• **Work request**
Using the records below, repeat exactly the lines from the one holding "pub fn compile(graph: &PipelineGraph)" through the one holding "for &i in component", both ends included, and no others.

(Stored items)

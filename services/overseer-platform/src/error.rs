//! Mapping of [`OverseerError`] onto HTTP responses

use axum::http::StatusCode;
use axum::response::{IntoResponse, Response};
use axum::Json;
use overseer_core::OverseerError;
use serde_json::json;
use tracing::error;

#[derive(Debug)]
pub struct ApiError(pub OverseerError);

impl ApiError {
    pub fn status(&self) -> StatusCode {
        match &self.0 {
            OverseerError::AgentNotFound { .. } => StatusCode::NOT_FOUND,
            OverseerError::DuplicateAgent { .. } => StatusCode::CONFLICT,
            OverseerError::InvalidConfig { .. } => StatusCode::BAD_REQUEST,
            e if e.is_graph_error() => StatusCode::BAD_REQUEST,
            _ => StatusCode::INTERNAL_SERVER_ERROR,
        }
    }
}

impl From<OverseerError> for ApiError {
    fn from(e: OverseerError) -> Self {
        Self(e)
    }
}

impl IntoResponse for ApiError {
    fn into_response(self) -> Response {
        let status = self.status();
        if status.is_server_error() {
            error!(error = %self.0, "Request failed");
        }
        (status, Json(json!({ "error": self.0.to_string() }))).into_response()
    }
}
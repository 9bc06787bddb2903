//! Pipeline Graph Compiler
//!
//! Every connected component of the (undirected) graph becomes one pipeline.
//! Data-flow direction inside a pipeline comes from each node's role, not
//! from edge direction. The compiler is a pure function: no I/O, no shared
//! state, safe to call concurrently.

use crate::alias;
use overseer_core::{
    CompiledConfig, ComponentRole, Node, OverseerError, PipelineGraph, PipelineSpec, Result,
    SignalKind,
};
use std::collections::{BTreeSet, HashMap, VecDeque};
use tracing::{debug, instrument};

/// Compile a graph into collector configuration.
///
/// Fails without partial output on an empty graph, a duplicate node id, an
/// edge to a missing node, or a node whose role is not receiver, processor
/// or exporter.
#[instrument(skip(graph), fields(nodes = graph.nodes.len(), edges = graph.edges.len()))]
pub fn compile(graph: &PipelineGraph) -> Result<CompiledConfig> {
    let nodes = &graph.nodes;
    if nodes.is_empty() {
        return Err(OverseerError::EmptyGraph);
    }

    let mut index: HashMap<&str, usize> = HashMap::with_capacity(nodes.len());
    for (i, node) in nodes.iter().enumerate() {
        if index.insert(node.id.as_str(), i).is_some() {
            return Err(OverseerError::DuplicateNode {
                node_id: node.id.clone(),
            });
        }
    }

    let roles = nodes
        .iter()
        .map(|node| {
            ComponentRole::parse(&node.role).ok_or_else(|| OverseerError::UnknownComponentRole {
                node_id: node.id.clone(),
                role: node.role.clone(),
            })
        })
        .collect::<Result<Vec<_>>>()?;

    let aliases = alias::assign(nodes, &roles);
    let adjacency = build_adjacency(graph, &index)?;

    let mut config = CompiledConfig::default();
    for (number, component) in connected_components(&adjacency).iter().enumerate() {
        let mut spec = PipelineSpec::default();

        for &i in component {
            let alias = aliases[i].clone();
            let payload = component_payload(&nodes[i]);
            let (components, list) = match roles[i] {
                ComponentRole::Receiver => (&mut config.receivers, &mut spec.receivers),
                ComponentRole::Processor => (&mut config.processors, &mut spec.processors),
                ComponentRole::Exporter => (&mut config.exporters, &mut spec.exporters),
            };
            components.insert(alias.clone(), payload);
            list.push(alias);
        }

        let signal = pipeline_signal(component.iter().map(|&i| &nodes[i]));
        let name = format!("{}/pipeline{}", signal.as_str(), number + 1);
        debug!(pipeline = %name, components = spec.len(), "compiled pipeline");
        config.pipelines.insert(name, spec);
    }

    Ok(config)
}

/// Undirected adjacency list; every edge contributes both directions.
fn build_adjacency(graph: &PipelineGraph, index: &HashMap<&str, usize>) -> Result<Vec<Vec<usize>>> {
    let lookup = |id: &str| {
        index
            .get(id)
            .copied()
            .ok_or_else(|| OverseerError::UnknownNode {
                node_id: id.to_string(),
            })
    };

    let mut adjacency = vec![Vec::new(); graph.nodes.len()];
    for edge in &graph.edges {
        let source = lookup(&edge.source)?;
        let target = lookup(&edge.target)?;
        adjacency[source].push(target);
        if source != target {
            adjacency[target].push(source);
        }
    }
    Ok(adjacency)
}

/// Breadth-first discovery of connected components, starting from each
/// unvisited node in input order. Nodes are marked on enqueue.
fn connected_components(adjacency: &[Vec<usize>]) -> Vec<Vec<usize>> {
    let mut visited = vec![false; adjacency.len()];
    let mut components = Vec::new();

    for start in 0..adjacency.len() {
        if visited[start] {
            continue;
        }
        visited[start] = true;

        let mut component = Vec::new();
        let mut queue = VecDeque::from([start]);
        while let Some(current) = queue.pop_front() {
            component.push(current);
            for &next in &adjacency[current] {
                if !visited[next] {
                    visited[next] = true;
                    queue.push_back(next);
                }
            }
        }
        components.push(component);
    }
    components
}

/// Collectors want a mapping for every component, even an unconfigured one.
fn component_payload(node: &Node) -> serde_json::Value {
    match &node.config {
        serde_json::Value::Null => serde_json::Value::Object(Default::default()),
        other => other.clone(),
    }
}

/// First signal supported by every node that declares any; traces otherwise.
fn pipeline_signal<'a>(nodes: impl Iterator<Item = &'a Node>) -> SignalKind {
    let mut shared: Option<BTreeSet<SignalKind>> = None;
    for node in nodes.filter(|n| !n.signals.is_empty()) {
        let signals: BTreeSet<SignalKind> = node.signals.iter().copied().collect();
        shared = Some(match shared {
            None => signals,
            Some(acc) => acc.intersection(&signals).copied().collect(),
        });
    }
    shared
        .and_then(|set| set.into_iter().next())
        .unwrap_or(SignalKind::Traces)
}
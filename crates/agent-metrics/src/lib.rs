//! # Agent Metrics
//!
//! Fetches the Prometheus text exposition an agent's collector publishes
//! about itself and extracts the handful of values the fleet monitor needs.
//! Stateless: every call is one HTTP GET plus parsing.

pub use overseer_core;

mod client;
mod exposition;

pub use client::{HttpMetricsClient, MetricsSource};
pub use exposition::{names, parse_exposition, CollectorSample, MetricSet};
impl<S, W> BookingAgent<S, W>
where
    S: BookingRepository,
    W: CheckoutWidget,
{
    pub fn new(
        store: Arc<S>,
        payments: PaymentProcessor<W>,
        references: Arc<dyn ReferenceGenerator>,
        metrics: Arc<AppMetrics>,
    ) -> Self {
        Self {
            store,
            payments,
            references,
            sessions: RwLock::new(HashMap::new()),
            metrics,
        }
    }

    pub fn payments(&self) -> &PaymentProcessor<W> {
        &self.payments
    }

    #[instrument(skip(self))]
    pub fn open_session(
        &self,
        flight_id: &str,
        passengers: usize,
    ) -> Result<Arc<BookingSession>, BookingError> {
        let flight =
            flight_by_id(flight_id).ok_or_else(|| BookingError::UnknownFlight(flight_id.into()))?;
        let session = Arc::new(BookingSession::new(flight, passengers));
        self.sessions
            .write()
            .insert(session.id.clone(), Arc::clone(&session));

        info!(
            session_id = %session.id,
            flight_id = %flight_id,
            passengers = session.wizard.lock().passenger_count(),
            "booking session opened"
        );
        Ok(session)
    }

    pub fn open_from_link(&self, link: &BookingLink) -> Result<Arc<BookingSession>, BookingError> {
        self.open_session(&link.flight_id, link.passengers as usize)
    }

    pub fn session(&self, session_id: &str) -> Result<Arc<BookingSession>, BookingError> {
        self.sessions
            .read()
            .get(session_id)
            .cloned()
            .ok_or_else(|| BookingError::UnknownSession(session_id.to_string()))
    }

    /// Drops sessions idle for at least `ttl`. Returns how many were removed.
    pub fn purge_expired(&self, now: DateTime<Utc>, ttl: Duration) -> usize {
        let mut removed = 0_usize;
        self.sessions.write().retain(|_, session| {
            let keep = !session.is_expired(now, ttl);
            if !keep {
                removed += 1;
            }
            keep
        });
        if removed > 0 {
            info!(removed, "expired booking sessions purged");
        }
        removed
    }

    pub fn session_count(&self) -> usize {
        self.sessions.read().len()
    }

    pub fn apply(
        &self,
        session_id: &str,
        event: WizardEvent,
    ) -> Result<BookingWizard, BookingError> {
        let session = self.session(session_id)?;
        Ok(session.apply(event)?)
    }

    /// Single-shot pay action. A second activation while one is in flight
    /// has no effect.
    #[instrument(skip(self, identity), fields(signed_in = identity.is_some()))]
    pub async fn pay(
        &self,
        session_id: &str,
        identity: Option<&Identity>,
    ) -> Result<PayOutcome, BookingError> {
        let session = self.session(session_id)?;

        let wizard = match session.apply(WizardEvent::BeginPayment) {
            Ok(wizard) => wizard,
            Err(WizardError::PaymentInFlight) => return Ok(PayOutcome::AlreadyProcessing),
            Err(err) => return Err(err.into()),
        };
        let mut in_flight = ProcessingGuard::new(&session);

        let flight = &session.flight;
        let request = PaymentRequest {
            method: wizard.draft.payment_method,
            email: wizard.lead_passenger().email.clone(),
            amount_minor: wizard.amount_minor(flight.price),
            currency: flight.currency.clone(),
            reference: self.references.generate(),
        };

        let reference = match self.payments.collect(request).await {
            Ok(PaymentResult::Paid { reference }) => reference,
            Ok(PaymentResult::Closed) => {
                in_flight.settle();
                session.apply(WizardEvent::PaymentCancelled)?;
                self.metrics.inc_payment_cancelled();
                info!(session_id = %session_id, "payment cancelled");
                return Ok(PayOutcome::Cancelled);
            }
            Err(err) => {
                in_flight.settle();
                session.apply(WizardEvent::PaymentFailed)?;
                warn!(session_id = %session_id, error = %err, "payment failed");
                return Err(BookingError::Payment(format!("{err:#}")));
            }
        };

        // Confirm before saving: once the money is taken the session must not
        // fall back to the payment step.
        in_flight.settle();
        let confirmed = session.apply(WizardEvent::PaymentSucceeded {
            reference: reference.clone(),
        })?;
        let confirmation = confirmed
            .confirmation
            .ok_or(WizardError::NotProcessing)?;

        let persistence_warning = match identity {
            Some(identity) => self.persist(identity, &wizard, flight, &reference).await,
            None => None,
        };

        self.metrics.inc_booking_confirmed();
        info!(
            session_id = %session_id,
            booking_reference = %reference,
            method = wizard.draft.payment_method.as_code(),
            "booking confirmed"
        );

        Ok(PayOutcome::Confirmed {
            confirmation,
            persistence_warning,
        })
    }

    pub async fn bookings_for(
        &self,
        identity: &Identity,
    ) -> Result<Vec<StoredBooking>, BookingError> {
        self.store
            .list_bookings(&identity.user_id)
            .await
            .map_err(|err| BookingError::History(format!("{err:#}")))
    }

    async fn persist(
        &self,
        identity: &Identity,
        wizard: &BookingWizard,
        flight: &Flight,
        reference: &str,
    ) -> Option<String> {
        let lead = wizard.lead_passenger();
        let record = NewBooking {
            user_id: identity.user_id.clone(),
            flight_id: flight.id.clone(),
            passenger_name: lead.full_name(),
            passenger_email: lead.email.clone(),
            passenger_phone: lead.phone.clone(),
            special_assistance: lead
                .special_assistance
                .clone()
                .filter(|note| !note.trim().is_empty()),
            payment_method: wizard.draft.payment_method,
            payment_status: PAYMENT_STATUS_COMPLETED.to_string(),
            total_amount: wizard.total_amount(flight.price),
            booking_reference: reference.to_string(),
        };

        match self.store.insert_booking(record).await {
            Ok(stored) => {
                info!(booking_id = %stored.id, "booking saved");
                None
            }
            Err(err) => {
                self.metrics.inc_persistence_failure();
                warn!(error = %err, booking_reference = %reference, "failed saving booking");
                Some(format!(
                    "Your booking {reference} is confirmed but could not be saved to your account."
                ))
            }
        }
    }
}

• **Finished exercise**
pub fn compile(graph: &PipelineGraph) -> Result<CompiledConfig> {
    let nodes = &graph.nodes;
    if nodes.is_empty() {
        return Err(OverseerError::EmptyGraph);
    }

    let mut index: HashMap<&str, usize> = HashMap::with_capacity(nodes.len());
    for (i, node) in nodes.iter().enumerate() {
        if index.insert(node.id.as_str(), i).is_some() {
            return Err(OverseerError::DuplicateNode {
                node_id: node.id.clone(),
            });
        }
    }

    let roles = nodes
        .iter()
        .map(|node| {
            ComponentRole::parse(&node.role).ok_or_else(|| OverseerError::UnknownComponentRole {
                node_id: node.id.clone(),
                role: node.role.clone(),
            })
        })
        .collect::<Result<Vec<_>>>()?;

    let aliases = alias::assign(nodes, &roles);
    let adjacency = build_adjacency(graph, &index)?;

    let mut config = CompiledConfig::default();
    for (number, component) in connected_components(&adjacency).iter().enumerate() {
        let mut spec = PipelineSpec::default();

        for &i in component {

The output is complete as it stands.